PO żąda odwołania Przyłębskiego. „Jak prezydent chroni bezpieczeństwo państwa mając TW na placówce?”

PO żąda odwołania Przyłębskiego. „Jak prezydent chroni bezpieczeństwo państwa mając TW na placówce?”

Andrzej Przyłębski
Andrzej Przyłębski Źródło: MSZ
– MSZ skompromitowało się potwierdzając, że wiedziało od roku o współpracy Andrzeja Przyłębskiego i nic z tym nie zrobiło – stwierdził podczas konferencji prasowej Andrzej Halicki. Platforma Obywatelska domaga się odwołania ambasadora RP w Berlinie w związku z informacjami o jego współpracy ze Służbą Bezpieczeństwa PRL.

Teczka tajnego współpracownika o pseudonimie „Wolfgang” została w piątek 3 marca udostępniona w poznańskim oddziale IPN. Sam Przyłębski w rozmowie z TVP Info stwierdził wcześniej, że nie był tajnym współpracownikiem Służby Bezpieczeństwa PRL. Wyjaśnił, że gdy w czasach studenckich ubiegał się o paszport w 1979 roku, by wyjechać do Wielkiej Brytanii, „miał rozmowę w konsekwencji której prawdopodobnie podjął jakieś zobowiązanie do współpracy”. – Ale to było pod przymusem, bo gdybym tego nie zrobił, paszportu bym nie dostał. Byłem też szantażowany – wskazał i dodał, że poinformował o tym kolegów i narzeczoną. W piątek Biuro Lustracyjne IPN wdrożyło procedurę weryfikacji oświadczenia lustracyjnego Przyłębskiego.

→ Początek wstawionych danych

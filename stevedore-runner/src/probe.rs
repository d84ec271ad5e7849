use stevedore_core::{ExecHandle, ExecOutcome, ProbeConfig, Result};
use tokio::time::sleep;
use tracing::debug;

use crate::runtime::ExecRuntime;

/// Terminal state of one probe run
#[derive(Debug, Clone, PartialEq, Eq)]
pub enum ProbeState {
    Finished { outcome: ExecOutcome, polls: u32 },
    TimedOut { polls: u32 },
}

impl ProbeState {
    pub fn polls(&self) -> u32 {
        match self {
            ProbeState::Finished { polls, .. } | ProbeState::TimedOut { polls } => *polls,
        }
    }
}

#[derive(Debug, Clone, Copy, Default)]
pub struct LivenessProbe {
    config: ProbeConfig,
}

impl LivenessProbe {
    pub fn new(config: ProbeConfig) -> Self {
        Self { config }
    }

    pub fn config(&self) -> ProbeConfig {
        self.config
    }

    /// Inspect `handle` until it finishes or the budget runs out.
    ///
    /// An inspection error ends the probe immediately; there is no retry.
    pub async fn watch<R>(&self, runtime: &R, handle: &ExecHandle) -> Result<ProbeState>
    where
        R: ExecRuntime + ?Sized,
    {
        let interval = self.config.poll_interval();
        let mut remaining = self.config.poll_timeout();
        let mut polls: u32 = 0;

        loop {
            let outcome = runtime.inspect_exec(handle).await?;
            if !outcome.running {
                debug!(
                    exec_id = %handle,
                    polls,
                    exit_code = ?outcome.exit_code,
                    "exec finished"
                );
                return Ok(ProbeState::Finished { outcome, polls });
            }

            polls += 1;
            remaining = remaining.saturating_sub(interval);
            debug!(
                exec_id = %handle,
                polls,
                elapsed_ms = (interval * polls).as_millis() as u64,
                remaining_ms = remaining.as_millis() as u64,
                "exec still running"
            );

            if remaining.is_zero() {
                return Ok(ProbeState::TimedOut { polls });
            }
            sleep(interval).await;
        }
    }
}
use std::collections::HashMap;
use std::env;
use std::process::{ExitStatus, Stdio};
use std::sync::{Arc, Mutex, MutexGuard};

use async_trait::async_trait;
use stevedore_core::{ExecError, ExecHandle, ExecOutcome, ExecSpec, Frame, Result, StreamType};
use tokio::io::{AsyncRead, AsyncReadExt};
use tokio::process::{Child, Command};
use tokio::task::JoinHandle;
use tracing::{debug, info, warn};
use uuid::Uuid;

use crate::router::FrameRouter;
use crate::runtime::ExecRuntime;

const READ_CHUNK_SIZE: usize = 8 * 1024;

enum HostExecState {
    Created,
    Running {
        child: Child,
        readers: Vec<JoinHandle<()>>,
    },
    Exited {
        exit_code: Option<i64>,
        readers: Vec<JoinHandle<()>>,
    },
}

struct HostExec {
    container_id: String,
    spec: ExecSpec,
    state: HostExecState,
}

#[derive(Default)]
pub struct HostRuntime {
    execs: Mutex<HashMap<String, HostExec>>,
}

impl HostRuntime {
    pub fn new() -> Self {
        Self::default()
    }

    fn lock(&self) -> Result<MutexGuard<'_, HashMap<String, HostExec>>> {
        self.execs
            .lock()
            .map_err(|_| ExecError::Runtime("host exec table lock poisoned".to_string()))
    }
}

#[async_trait]
impl ExecRuntime for HostRuntime {
    async fn create_exec(&self, container_id: &str, spec: &ExecSpec) -> Result<ExecHandle> {
        spec.validate()?;
        let program = spec.program().unwrap_or_default();
        // Relative paths like `./run.sh` resolve against the exec's working dir.
        let resolved = match &spec.working_dir {
            Some(dir) => which::which_in(program, env::var_os("PATH"), dir),
            None => which::which(program),
        };
        resolved.map_err(|e| {
            ExecError::Runtime(format!("executable `{program}` not found: {e}"))
        })?;

        let handle = ExecHandle::new(Uuid::new_v4().to_string());
        debug!(
            exec_id = %handle,
            container = %container_id,
            command = %spec.display_command(),
            "created host exec"
        );

        self.lock()?.insert(
            handle.id.clone(),
            HostExec {
                container_id: container_id.to_string(),
                spec: spec.clone(),
                state: HostExecState::Created,
            },
        );
        Ok(handle)
    }

    async fn start_exec(&self, handle: &ExecHandle, router: Arc<FrameRouter>) -> Result<()> {
        let mut execs = self.lock()?;
        let exec = execs
            .get_mut(&handle.id)
            .ok_or_else(|| ExecError::Runtime(format!("no such exec: {handle}")))?;

        if !matches!(exec.state, HostExecState::Created) {
            return Err(ExecError::Runtime(format!("exec {handle} already started")));
        }

        let spec = &exec.spec;
        if let Some(user) = &spec.user {
            warn!(exec_id = %handle, user = %user, "host runtime does not switch users; ignoring");
        }

        let mut cmd = Command::new(spec.program().unwrap_or_default());
        cmd.args(spec.args())
            .stdin(Stdio::null())
            .stdout(attach(spec.attach_stdout))
            .stderr(attach(spec.attach_stderr))
            .kill_on_drop(true);
        if let Some(dir) = &spec.working_dir {
            cmd.current_dir(dir);
        }

        let mut child = cmd.spawn().map_err(|e| {
            ExecError::Runtime(format!("failed to spawn `{}`: {e}", spec.display_command()))
        })?;

        let mut readers = Vec::new();
        if let Some(stdout) = child.stdout.take() {
            readers.push(tokio::spawn(pump(stdout, StreamType::Stdout, Arc::clone(&router))));
        }
        if let Some(stderr) = child.stderr.take() {
            readers.push(tokio::spawn(pump(stderr, StreamType::Stderr, Arc::clone(&router))));
        }

        info!(
            exec_id = %handle,
            container = %exec.container_id,
            pid = ?child.id(),
            "started host exec"
        );
        exec.state = HostExecState::Running { child, readers };
        Ok(())
    }

    async fn inspect_exec(&self, handle: &ExecHandle) -> Result<ExecOutcome> {
        let mut execs = self.lock()?;
        let exec = execs
            .get_mut(&handle.id)
            .ok_or_else(|| ExecError::Runtime(format!("no such exec: {handle}")))?;

        let wait = match &mut exec.state {
            HostExecState::Running { child, .. } => Some(child.try_wait()),
            _ => None,
        };

        match wait {
            Some(Ok(Some(status))) => {
                let previous = std::mem::replace(&mut exec.state, HostExecState::Created);
                if let HostExecState::Running { readers, .. } = previous {
                    exec.state = HostExecState::Exited {
                        exit_code: exit_code_of(status),
                        readers,
                    };
                }
            }
            Some(Ok(None)) => return Ok(ExecOutcome::running(handle.id.clone())),
            Some(Err(e)) => {
                return Err(ExecError::Runtime(format!("failed to poll exec {handle}: {e}")))
            }
            None => {}
        }

        let outcome = match &exec.state {
            HostExecState::Created => {
                return Err(ExecError::Runtime(format!(
                    "exec {handle} has not been started"
                )))
            }
            // Not finished until every frame has been routed.
            HostExecState::Exited { exit_code, readers }
                if readers.iter().all(JoinHandle::is_finished) =>
            {
                ExecOutcome::finished(handle.id.clone(), *exit_code)
            }
            _ => return Ok(ExecOutcome::running(handle.id.clone())),
        };

        execs.remove(&handle.id);
        debug!(exec_id = %handle, exit_code = ?outcome.exit_code, "released host exec");
        Ok(outcome)
    }

    async fn abort_exec(&self, handle: &ExecHandle) -> Result<()> {
        let removed = {
            let mut execs = self.lock()?;
            execs.remove(&handle.id)
        };
        let Some(exec) = removed else {
            return Ok(());
        };

        match exec.state {
            HostExecState::Running { mut child, readers } => {
                for reader in &readers {
                    reader.abort();
                }
                child.kill().await.map_err(|e| {
                    ExecError::Runtime(format!("failed to kill exec {handle}: {e}"))
                })?;
                info!(exec_id = %handle, container = %exec.container_id, "killed host exec");
            }
            HostExecState::Exited { readers, .. } => {
                for reader in &readers {
                    reader.abort();
                }
            }
            HostExecState::Created => {}
        }
        Ok(())
    }
}

fn attach(enabled: bool) -> Stdio {
    if enabled {
        Stdio::piped()
    } else {
        Stdio::null()
    }
}

#[cfg(unix)]
fn exit_code_of(status: ExitStatus) -> Option<i64> {
    use std::os::unix::process::ExitStatusExt;

    // Signal deaths are reported shell-style as 128 + signal.
    status
        .code()
        .map(i64::from)
        .or_else(|| status.signal().map(|sig| 128 + i64::from(sig)))
}

#[cfg(not(unix))]
fn exit_code_of(status: ExitStatus) -> Option<i64> {
    status.code().map(i64::from)
}

async fn pump<S>(mut stream: S, kind: StreamType, router: Arc<FrameRouter>)
where
    S: AsyncRead + Unpin,
{
    let mut buf = vec![0u8; READ_CHUNK_SIZE];
    loop {
        match stream.read(&mut buf).await {
            Ok(0) => break,
            Ok(n) => {
                router.route(&Frame::new(kind.clone(), &buf[..n]));
            }
            Err(e) => {
                warn!(stream = %kind, error = %e, "failed to read exec output");
                break;
            }
        }
    }
}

W czwartek głos w sprawie ambasadora zabrało MSZ. W komunikacie opublikowanym na stronie resortu poinformowano, że kwestia sygnatury w IPN jest ministerstwu znana. „Jednocześnie informujemy, że ambasador Andrzej Przyłębski kilkakrotnie przechodził standardową procedurę sprawdzającą, dokonaną przez właściwe w tej kwestii służby” – zaznaczono.

Czytaj też:
MSZ zabrało głos ws. ambasadora Przyłębskiego. „Sprawa sygnatury w IPN jest nam znana”

Podczas konferencji prasowej Halicki zaznaczył, że już wcześniej PO apelowała do premier o interwencję w sprawie wyjaśnienia przeszłości ambasadora. Wiceprzewodniczący PO określił mianem „kompromitacji” sytuację, w której MSZ wiedziało o współpracy Przyłębskiego, ale nie interweniowało. – Nie wyciągnięto wobec niego konsekwencji, co więcej MSZ zapowiada, że ich nie wyciągnie bo nie ma do tego instrumentów – zaznaczył. – Żądamy jak najszybszego wniosku o odwołanie ambasadora Przyłębskiego – dodał.

twitter

Michał Szczerba stwierdził, że Andrzej Przyłębski złożył fałszywe oświadczenie lustracyjne, bowiem z informacji IPN wynika, że od 1979 roku był zarejestrowanym tajnym współpracownikiem. Poseł PO zaapelował do ministra Waszczykowskiego i prezydenta Andrzeja Dudy o jak najszybsze odwołanie ambasadora. – Jak prezydent chroni bezpieczeństwo państwa mając TW na placówce w Berlinie – pytał.